The HPHS students will be at the park, weather permitting, for two hours each Sunday evening through Aug. 9. The outdoor sessions have attracted aspiring chess players from different skill levels comprising a wide range of ages and cultural backgrounds.
The idea was the brainchild of Neil Krasnoff, who joined the library staff at HPHS last year and made launching the chess club a top priority upon his arrival. He has made similar efforts at other schools.
“I put out the chess boards in the library and see who shows up,” Krasnoff said. “All of a sudden, they’re all coming out of the woodwork.”
The burgeoning club has about six regular members now, but Krasnoff expects it to grow in the fall. It typically meets a couple of days each week after school.
Mead played chess competitively for many years before joining the club at HPHS. So did Josh Kowal, who led the Scots to a fifth-place finish among high school teams at the Texas Chess Association state tournament in March in McAllen.
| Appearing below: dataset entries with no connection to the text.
//! Configuration domain: the in-memory document and its text format.
//!
//! - **`document`** – [`ConfigDocument`](document::ConfigDocument), the flat
//!   option-name → value mapping, and the [`SectionLabel`](document::SectionLabel)
//!   that records how the backing file was headed.
//! - **`format`** – the sectioned grammar: strict parse, the lenient
//!   two-step parse that tolerates a headerless file, and the renderer that
//!   writes one back.

pub mod document;
pub mod format;
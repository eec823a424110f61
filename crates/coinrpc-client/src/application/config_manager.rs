//! The configuration facade exposed to SDK callers.

use std::path::PathBuf;

use coinrpc_core::ConfigDocument;

use crate::infrastructure::storage::{ConfigDriver, ConfigError, Platform};

/// OS-agnostic facade over one [`ConfigDriver`].
///
/// Always loads the config from the file system once, synchronously, at
/// construction.  After that, reads are served from memory unless the
/// caller explicitly asks for a reload, and writes stay in memory until
/// [`save_config`](Self::save_config).
#[derive(Debug)]
pub struct ConfigManager {
    driver: ConfigDriver,
}

impl ConfigManager {
    /// Manager for the platform's default config location.
    ///
    /// # Errors
    ///
    /// [`ConfigError::UnsupportedPlatform`] on hosts with no known config
    /// convention, plus anything the initial load can raise.  A missing
    /// file is not an error: the manager starts with an empty document and
    /// every option reports absent.
    pub fn new() -> Result<Self, ConfigError> {
        let platform = Platform::detect()?;
        Self::from_driver(ConfigDriver::for_platform(platform))
    }

    /// Manager for an explicit config file path (`~` is expanded).
    ///
    /// # Errors
    ///
    /// Same as [`new`](Self::new), minus the platform check.
    pub fn with_path(path: impl Into<PathBuf>) -> Result<Self, ConfigError> {
        Self::from_driver(ConfigDriver::with_path(path))
    }

    fn from_driver(mut driver: ConfigDriver) -> Result<Self, ConfigError> {
        driver.load_from_fs()?;
        Ok(Self { driver })
    }

    /// The current document, optionally reloading from disk first.
    ///
    /// # Errors
    ///
    /// Only when `from_fs` is `true` and the reload fails; the error is
    /// the driver's, propagated unmodified.
    pub fn get_config(&mut self, from_fs: bool) -> Result<&ConfigDocument, ConfigError> {
        if from_fs {
            self.driver.load_from_fs()?;
        }
        Ok(self.driver.document())
    }

    /// Persists the in-memory document to the config file.
    ///
    /// # Errors
    ///
    /// [`ConfigError::Store`] on write failure.
    pub fn save_config(&mut self) -> Result<(), ConfigError> {
        self.driver.save_to_fs()
    }

    /// Looks up an option.  Absent options are `None`, not an error, so a
    /// first run with no config file behaves like an empty config.
    pub fn get_option(&self, name: &str) -> Option<&str> {
        self.driver.get(name)
    }

    /// Stages an option in memory.  The value is coerced to its text form;
    /// the backing file is untouched until [`save_config`](Self::save_config).
    pub fn set_option(&mut self, name: impl Into<String>, value: impl ToString) {
        self.driver.document_mut().set(name, value.to_string());
    }
}
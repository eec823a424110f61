//! The sectioned text grammar and the headerless-file bridge.
//!
//! Grammar, line by line:
//! ```text
//! [section]          header; opens a section
//! key = value        entry; whitespace around `=` is insignificant
//! # comment          ignored (also `;`)
//!                    blank lines ignored
//! ```
//!
//! The daemon's own config file omits the header entirely.  To still parse
//! it with this grammar, [`parse_lenient`] makes an explicit two-step
//! attempt: strict parse first, and only when that fails with
//! [`FormatError::MissingSectionHeader`] a second parse with the synthetic
//! header [`SYNTHETIC_SECTION`] prepended.  Every other failure surfaces
//! unretried, so a genuinely malformed file is never silently "fixed".
//!
//! [`render`] is the inverse: it always renders a full sectioned document
//! and then removes exactly the synthetic header line when the label says
//! the original file was headerless.

use thiserror::Error;
use tracing::debug;

use crate::config::document::{ConfigDocument, SectionLabel, SYNTHETIC_SECTION};

/// Errors produced while parsing text in the sectioned grammar.
#[derive(Debug, Clone, Error, PartialEq, Eq)]
pub enum FormatError {
    /// An entry line appeared before any `[section]` header.  This is the
    /// one failure the lenient parse path recovers from.
    #[error("line {line}: option before any section header")]
    MissingSectionHeader { line: usize },

    /// A line that is neither blank, comment, header, nor `key = value`.
    #[error("line {line}: expected `key = value` or `[section]`, got `{content}`")]
    MalformedLine { line: usize, content: String },

    /// The same section name was declared twice.
    #[error("line {line}: duplicate section `{name}`")]
    DuplicateSection { line: usize, name: String },
}

/// One parsed section: its header name and entries in file order.
#[derive(Debug, Clone, PartialEq, Eq)]
pub struct Section {
    pub name: String,
    pub entries: ConfigDocument,
}

/// Parses `text` strictly against the sectioned grammar.
///
/// Duplicate keys within one section keep the last value, matching the
/// daemon's own reading of its file.  An empty input (or one holding only
/// blanks and comments) parses to zero sections.
///
/// # Errors
///
/// [`FormatError::MissingSectionHeader`] when an entry precedes every
/// header, [`FormatError::DuplicateSection`] when a header name repeats,
/// [`FormatError::MalformedLine`] for anything else the grammar rejects.
pub fn parse_sectioned(text: &str) -> Result<Vec<Section>, FormatError> {
    let mut sections: Vec<Section> = Vec::new();

    for (idx, raw) in text.lines().enumerate() {
        let line = idx + 1;
        let trimmed = raw.trim();

        if trimmed.is_empty() || trimmed.starts_with('#') || trimmed.starts_with(';') {
            continue;
        }

        if let Some(name) = header_name(trimmed) {
            if name.is_empty() {
                return Err(FormatError::MalformedLine {
                    line,
                    content: trimmed.to_string(),
                });
            }
            if sections.iter().any(|s| s.name == name) {
                return Err(FormatError::DuplicateSection {
                    line,
                    name: name.to_string(),
                });
            }
            sections.push(Section {
                name: name.to_string(),
                entries: ConfigDocument::new(),
            });
            continue;
        }

        let Some((key, value)) = trimmed.split_once('=') else {
            return Err(FormatError::MalformedLine {
                line,
                content: trimmed.to_string(),
            });
        };
        let (key, value) = (key.trim(), value.trim());
        if key.is_empty() || key.starts_with('[') {
            return Err(FormatError::MalformedLine {
                line,
                content: trimmed.to_string(),
            });
        }

        match sections.last_mut() {
            Some(section) => section.entries.set(key, value),
            None => return Err(FormatError::MissingSectionHeader { line }),
        }
    }

    Ok(sections)
}

/// Parses `text` tolerantly: first as-is, then — only when the strict
/// parse failed because no header precedes the first option — once more
/// with the synthetic header prepended.
///
/// The returned flag records whether the synthetic header was injected;
/// the save path needs it to know the header line must be stripped again.
///
/// # Errors
///
/// Any failure other than the missing header is returned unretried.
pub fn parse_lenient(text: &str) -> Result<(Vec<Section>, bool), FormatError> {
    match parse_sectioned(text) {
        Ok(sections) => Ok((sections, false)),
        Err(FormatError::MissingSectionHeader { .. }) => {
            debug!("no section header in config text; retrying with synthetic header");
            let injected = format!("[{SYNTHETIC_SECTION}]\n{text}");
            parse_sectioned(&injected).map(|sections| (sections, true))
        }
        Err(err) => Err(err),
    }
}

/// Renders `document` under `label` in the sectioned grammar.
///
/// Entries appear in insertion order as `key = value` lines.  When `label`
/// is synthetic, exactly the line equal to the synthetic header is removed
/// again so the output matches the headerless on-disk convention.
///
/// Values are written verbatim.  Characters significant to the grammar
/// (a leading `[`, an embedded newline) are not escaped and will not
/// round-trip; the file format simply has no way to express them.
pub fn render(document: &ConfigDocument, label: &SectionLabel) -> String {
    let mut lines = vec![format!("[{}]", label.as_str())];
    lines.extend(document.iter().map(|(key, value)| format!("{key} = {value}")));

    if label.is_synthetic() {
        let header = format!("[{SYNTHETIC_SECTION}]");
        lines.retain(|line| *line != header);
    }

    if lines.is_empty() {
        String::new()
    } else {
        let mut out = lines.join("\n");
        out.push('\n');
        out
    }
}

/// `Some(name)` when `line` is a `[name]` header line.
fn header_name(line: &str) -> Option<&str> {
    let inner = line.strip_prefix('[')?.strip_suffix(']')?;
    if inner.contains('[') || inner.contains(']') {
        return None;
    }
    Some(inner.trim())
}

// ── Tests ─────────────────────────────────────────────────────────────────────
//! RPC wire types for talking to the daemon.
//!
//! The daemon exposes a bitcoin-family JSON-RPC interface.  This module
//! defines the envelope shapes only; it never opens a connection.  The
//! transport (HTTP client, socket, test harness) is supplied by the
//! application and fed [`messages::RpcRequest`] values built by the
//! `coinrpc-client` session layer.

pub mod messages;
“I’ve found that chess has really helped in my life,” Kowal said. “I’m able to apply things from chess in sports and school and even my social life.”
For club members, the Sunday sessions blur the line between student and teacher. And in many cases, that means changing their typical strategy to make the game fun for a novice opponent.
“There’s a lot of people who want to learn,” Mead said. “We can talk them through some of the basic stuff, and then they can go home and practice with their family and friends.”